WHAT IS EXPECTED: Could you find every line in the records below that contains the word "General" and copy it?
### DATA
// Copyright (C) 2023 Felix Huettner
//
// This file is part of DTRD.
//
// DTRD is free software: you can redistribute it and/or modify
// it under the terms of the GNU General Public License as published by
// the Free Software Foundation, either version 3 of the License, or
// (at your option) any later version.
//
// DTRD is distributed in the hope that it will be useful,
// but WITHOUT ANY WARRANTY; without even the implied warranty of
// MERCHANTABILITY or FITNESS FOR A PARTICULAR PURPOSE.  See the
// GNU General Public License for more details.
//
// You should have received a copy of the GNU General Public License
// along with this program.  If not, see <https://www.gnu.org/licenses/>.

use std::{
    collections::HashSet,
    convert::{TryFrom, TryInto},
    fmt::Write,
};

use binascii::hex2bin;
use log::warn;
use serde::{Deserialize, Serialize, de::Error, de::Visitor, ser::SerializeSeq};
use thiserror::Error;

use crate::{
    SerializationError, Validate,
    block::{Block, CanonicalBlock},
    blockflags::BlockFlagsError,
    bundleflags::FlagsError,
    crc::{CRCType, CrcError, calculate_crc, check_crc},
    primaryblock::PrimaryBlock,
};

/// Everything that can make a bundle entity unusable: structural and
/// semantic rule violations found by [`Validate`], missing builder
/// fields, and ill-formed wire data ([`BundleError::InvalidBundle`],
/// the error every bundle decode failure surfaces as).
#[derive(Error, Debug, PartialEq, Eq, Clone)]
pub enum BundleError {
    #[error("unsupported bundle protocol version {0}")]
    InvalidVersion(u64),
    #[error(transparent)]
    Flags(#[from] FlagsError),
    #[error(transparent)]
    BlockFlags(#[from] BlockFlagsError),
    #[error("fragment offset and total data length must be present together with the fragment flag")]
    InconsistentFragmentInfo,
    #[error("a fragment must carry a total application data unit length > 0")]
    MissingTotalDataLength,
    #[error("a primary block needs a destination endpoint")]
    MissingDestination,
    #[error("a dtn endpoint needs a non-empty scheme-specific part")]
    InvalidEndpoint,
    #[error("a canonical block needs block data")]
    MissingBlockData,
    #[error("a canonical block needs a block number")]
    MissingBlockNumber,
    #[error("the payload block must have block number 1")]
    PayloadMustBeBlockNumberOne,
    #[error("the payload block must not be empty")]
    EmptyPayload,
    #[error("block data does not match block type {0}")]
    TypeDataMismatch(u64),
    #[error("hop count {count} exceeds the limit {limit}")]
    HopCountExceedsLimit { limit: u8, count: u8 },
    #[error("the previous node must not be the null endpoint")]
    NullPreviousNode,
    #[error("two canonical blocks share the block number {0}")]
    DuplicateBlockNumber(u64),
    #[error("a bundle must contain a payload block")]
    MissingPayloadBlock,
    #[error("an integrity block needs at least one security target")]
    MissingSecurityTargets,
    #[error("security context flags and parameter presence do not agree")]
    ContextFlagsMismatch,
    #[error("could not decode the bundle: {0}")]
    InvalidBundle(String),
}

/// A bundle on the wire is a definite-length CBOR array of byte strings,
/// each holding the encoding of one block, the primary block first and the
/// canonical blocks in their insertion order.
#[derive(Debug, PartialEq, Eq, Clone)]
pub struct Bundle {
    pub primary_block: PrimaryBlock,
    pub blocks: Vec<CanonicalBlock>,
}

struct EncodedBlock(Vec<u8>);

impl Serialize for EncodedBlock {
    fn serialize<S>(&self, serializer: S) -> Result<S::Ok, S::Error>
    where
        S: serde::Serializer,
    {
        serializer.serialize_bytes(&self.0)
    }
}

impl Serialize for Bundle {
    fn serialize<S>(&self, serializer: S) -> Result<S::Ok, S::Error>
    where
        S: serde::Serializer,
    {
        let mut seq = serializer.serialize_seq(Some(1 + self.blocks.len()))?;
        let primary = serde_cbor::to_vec(&self.primary_block).map_err(serde::ser::Error::custom)?;
        seq.serialize_element(&EncodedBlock(primary))?;
        for block in &self.blocks {
            let encoded = serde_cbor::to_vec(block).map_err(serde::ser::Error::custom)?;
            seq.serialize_element(&EncodedBlock(encoded))?;
        }
        seq.end()
    }
}

impl<'de> Deserialize<'de> for Bundle {
    fn deserialize<D>(deserializer: D) -> Result<Self, D::Error>
    where
        D: serde::Deserializer<'de>,
    {
        struct BundleVisitor;
        impl<'de> Visitor<'de> for BundleVisitor {
            type Value = Bundle;

            fn expecting(&self, formatter: &mut std::fmt::Formatter) -> std::fmt::Result {
                formatter.write_str("bundle")
            }

            fn visit_seq<A>(self, mut seq: A) -> Result<Self::Value, A::Error>
            where
                A: serde::de::SeqAccess<'de>,
            {
                let mut blocks: Vec<CanonicalBlock> = match seq.size_hint() {
                    Some(v) => Vec::with_capacity(v.saturating_sub(1)),
                    None => Vec::new(),
                };
                let primary_bytes: &[u8] = seq
                    .next_element()?
                    .ok_or(Error::custom("Error for field 'primary_block'"))?;
                let primary_block =
                    serde_cbor::from_slice(primary_bytes).map_err(Error::custom)?;
                while let Some(block_bytes) = seq.next_element::<&[u8]>()? {
                    blocks.push(serde_cbor::from_slice(block_bytes).map_err(Error::custom)?);
                }

                if blocks.is_empty() {
                    return Err(Error::invalid_length(0, &"must have at least one block"));
                }

                Ok(Bundle {
                    primary_block,
                    blocks,
                })
            }
        }
        deserializer.deserialize_seq(BundleVisitor)
    }
}

impl Validate for Bundle {
    fn validate(&self) -> Result<(), BundleError> {
        self.primary_block.validate()?;
        let mut numbers = HashSet::new();
        for block in &self.blocks {
            block.validate()?;
            if !numbers.insert(block.block_number) {
                return Err(BundleError::DuplicateBlockNumber(block.block_number));
            }
        }
        if !self
            .blocks
            .iter()
            .any(|b| matches!(b.block, Block::Payload(_)))
        {
            return Err(BundleError::MissingPayloadBlock);
        }
        Ok(())
    }
}

impl TryFrom<&[u8]> for Bundle {
    type Error = BundleError;

    fn try_from(value: &[u8]) -> Result<Self, Self::Error> {
        serde_cbor::from_slice(value).map_err(|e| BundleError::InvalidBundle(e.to_string()))
    }
}

impl TryFrom<Bundle> for Vec<u8> {
    type Error = SerializationError;

    fn try_from(value: Bundle) -> Result<Self, Self::Error> {
        (&value).try_into()
    }
}

impl TryFrom<&Bundle> for Vec<u8> {
    type Error = SerializationError;

    fn try_from(value: &Bundle) -> Result<Self, Self::Error> {
        serde_cbor::to_vec(value).map_err(SerializationError::Cbor)
    }
}

impl Bundle {
    /// Like `TryFrom<&[u8]>`, but canonical blocks that fail to decode are
    /// dropped instead of failing the whole bundle. Useful when data from
    /// newer implementations must still be routed; the drops are logged.
    pub fn from_slice_lenient(data: &[u8]) -> Result<Bundle, BundleError> {
        let elements: Vec<serde_cbor::Value> = serde_cbor::from_slice(data)
            .map_err(|e| BundleError::InvalidBundle(e.to_string()))?;
        let mut iter = elements.into_iter();
        let primary_block = match iter.next() {
            Some(serde_cbor::Value::Bytes(bytes)) => serde_cbor::from_slice::<PrimaryBlock>(&bytes)
                .map_err(|e| BundleError::InvalidBundle(e.to_string()))?,
            _ => {
                return Err(BundleError::InvalidBundle(String::from(
                    "the first bundle element is not an encoded primary block",
                )));
            }
        };
        let mut blocks = Vec::new();
        for element in iter {
            let serde_cbor::Value::Bytes(bytes) = element else {
                warn!("dropping a bundle element that is not an encoded block");
                continue;
            };
            match serde_cbor::from_slice::<CanonicalBlock>(&bytes) {
                Ok(block) => blocks.push(block),
                Err(e) => warn!("dropping an undecodable canonical block: {e}"),
            }
        }
        Ok(Bundle {
            primary_block,
            blocks,
        })
    }

    pub fn as_hex(&self) -> Result<String, SerializationError> {
        let vec: Vec<u8> = self.try_into()?;
        let mut s = String::with_capacity(2 * vec.len());
        for b in vec {
            write!(&mut s, "{:02X?}", &b).or(Err(SerializationError::ConversionError))?;
        }
        Ok(s)
    }

    pub fn from_hex(hex: &str) -> Result<Bundle, BundleError> {
        let mut buffer = vec![0; hex.len() / 2];
        let decoded = hex2bin(hex.as_bytes(), &mut buffer)
            .map_err(|_| BundleError::InvalidBundle(String::from("invalid hex encoding")))?;
        (&*decoded).try_into()
    }

    /// The content of the first payload block, if any. A validated bundle
    /// always has one.
    pub fn payload(&self) -> Option<&[u8]> {
        self.blocks.iter().find_map(|b| match &b.block {
            Block::Payload(p) => Some(p.data.as_slice()),
            _ => None,
        })
    }

    /// Switches every block of the bundle to the given CRC type and stores
    /// the freshly computed values. This is the only place that fills in
    /// CRC bytes.
    pub fn set_crc(&mut self, crc: CRCType) -> Result<(), CrcError> {
        self.primary_block.crc = crc;
        self.primary_block.crc = calculate_crc(&mut self.primary_block)?;
        for block in &mut self.blocks {
            block.crc = crc;
            block.crc = calculate_crc(block)?;
        }
        Ok(())
    }

    /// True when the stored CRC of every block matches its content.
    pub fn check_crc(&mut self) -> Result<bool, CrcError> {
        if !check_crc(&mut self.primary_block)? {
            return Ok(false);
        }
        for block in &mut self.blocks {
            if !check_crc(block)? {
                return Ok(false);
            }
        }
        Ok(true)
    }
}

#[cfg(test)]
mod tests {
    use crate::{
        Validate,
        block::{Block, CanonicalBlock, payload_block::PayloadBlock},
        blockflags::BlockFlags,
        bundle::BundleError,
        bundleflags::BundleFlags,
        crc::{CRCType, CrcError},
        endpoint::Endpoint,
        primaryblock::PrimaryBlock,
        time::{CreationTimestamp, DtnTime},
    };

    use super::Bundle;

    fn get_test_bundle() -> Bundle {
        Bundle {
            primary_block: PrimaryBlock {
                version: 7,
                bundle_processing_flags: BundleFlags::empty(),
                crc: CRCType::NoCRC,
                destination_endpoint: Endpoint::new("dtn://dst/").unwrap(),
                source_node: Endpoint::new("dtn://src/").unwrap(),
                report_to: Endpoint::Null,
                creation_timestamp: CreationTimestamp {
                    creation_time: DtnTime { timestamp: 1000 },
                    sequence_number: 1,
                },
                lifetime: 3600000,
                fragment_offset: None,
                total_data_length: None,
            },
            blocks: vec![CanonicalBlock {
                block: Block::Payload(PayloadBlock {
                    data: vec![0x01, 0x02, 0x03],
                }),
                block_number: 1,
                block_flags: BlockFlags::empty(),
                crc: CRCType::NoCRC,
            }],
        }
    }

    #[test]
    fn roundtrip() -> Result<(), BundleError> {
        let bundle = get_test_bundle();
        let encoded: Vec<u8> = (&bundle).try_into().unwrap();
        let decoded: Bundle = encoded.as_slice().try_into()?;
        assert_eq!(decoded, bundle);
        // re-encoding is byte stable
        let reencoded: Vec<u8> = (&decoded).try_into().unwrap();
        assert_eq!(reencoded, encoded);
        Ok(())
    }

    #[test]
    fn hex_roundtrip() -> Result<(), BundleError> {
        let bundle = get_test_bundle();
        let hex = bundle.as_hex().unwrap();
        let recovered = Bundle::from_hex(&hex)?;
        assert_eq!(recovered, bundle);
        assert_eq!(recovered.as_hex().unwrap(), hex);
        Ok(())
    }

    #[test]
    fn validate_duplicate_block_numbers() {
        let mut bundle = get_test_bundle();
        let mut extra = bundle.blocks[0].clone();
        extra.block = Block::Payload(PayloadBlock { data: vec![9] });
        bundle.blocks.push(extra);
        assert_eq!(
            bundle.validate(),
            Err(BundleError::DuplicateBlockNumber(1))
        );
    }

    #[test]
    fn validate_missing_payload() {
        let mut bundle = get_test_bundle();
        bundle.blocks.clear();
        assert_eq!(bundle.validate(), Err(BundleError::MissingPayloadBlock));
    }

    #[test]
    fn decode_failures_surface_as_invalid_bundle() {
        assert!(matches!(
            Bundle::try_from(&[0xFF, 0x00][..]),
            Err(BundleError::InvalidBundle(_))
        ));
        assert!(matches!(
            Bundle::from_hex("zz"),
            Err(BundleError::InvalidBundle(_))
        ));
    }

    #[test]
    fn strict_decode_rejects_broken_blocks() {
        let bundle = get_test_bundle();
        let mut encoded: Vec<u8> = (&bundle).try_into().unwrap();
        // truncate the payload block's byte string content
        let len = encoded.len();
        encoded[len - 10] = 0x41;
        assert!(matches!(
            Bundle::try_from(encoded.as_slice()),
            Err(BundleError::InvalidBundle(_))
        ));
    }

    #[test]
    fn lenient_decode_drops_broken_blocks() -> Result<(), BundleError> {
        let bundle = get_test_bundle();

        // a second, syntactically broken canonical block: a byte string
        // that does not contain a CBOR array
        let encoded: Vec<u8> = (&bundle).try_into().unwrap();
        let mut extended = vec![0x83];
        extended.extend_from_slice(&encoded[1..]);
        extended.extend_from_slice(&[0x43, 0xFF, 0xFF, 0xFF]);

        assert!(Bundle::try_from(extended.as_slice()).is_err());
        let lenient = Bundle::from_slice_lenient(&extended)?;
        assert_eq!(lenient, bundle);
        Ok(())
    }

    #[test]
    fn set_and_check_crc() -> Result<(), CrcError> {
        for crc in [
            CRCType::NoCRC,
            CRCType::CRC16([0; 2]),
            CRCType::CRC32([0; 4]),
        ] {
            let mut bundle = get_test_bundle();
            bundle.set_crc(crc)?;
            assert!(bundle.check_crc()?);

            // setting twice does not change the bytes
            let first: Vec<u8> = (&bundle).try_into().unwrap();
            bundle.set_crc(crc)?;
            let second: Vec<u8> = (&bundle).try_into().unwrap();
            assert_eq!(first, second);
        }
        Ok(())
    }

    #[test]
    fn crc_detects_changes() -> Result<(), CrcError> {
        let mut bundle = get_test_bundle();
        bundle.set_crc(CRCType::CRC32([0; 4]))?;
        assert!(bundle.check_crc()?);
        if let Block::Payload(p) = &mut bundle.blocks[0].block {
            p.data[0] ^= 0x01;
        }
        assert!(!bundle.check_crc()?);
        Ok(())
    }

    #[test]
    fn unknown_crc_type_is_fatal_for_computation() {
        let mut bundle = get_test_bundle();
        assert!(bundle.set_crc(CRCType::Unknown(7)).is_err());
    }
}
######
SOLUTION FOR THIS TASK:
// it under the terms of the GNU General Public License as published by
// GNU General Public License for more details.
// You should have received a copy of the GNU General Public License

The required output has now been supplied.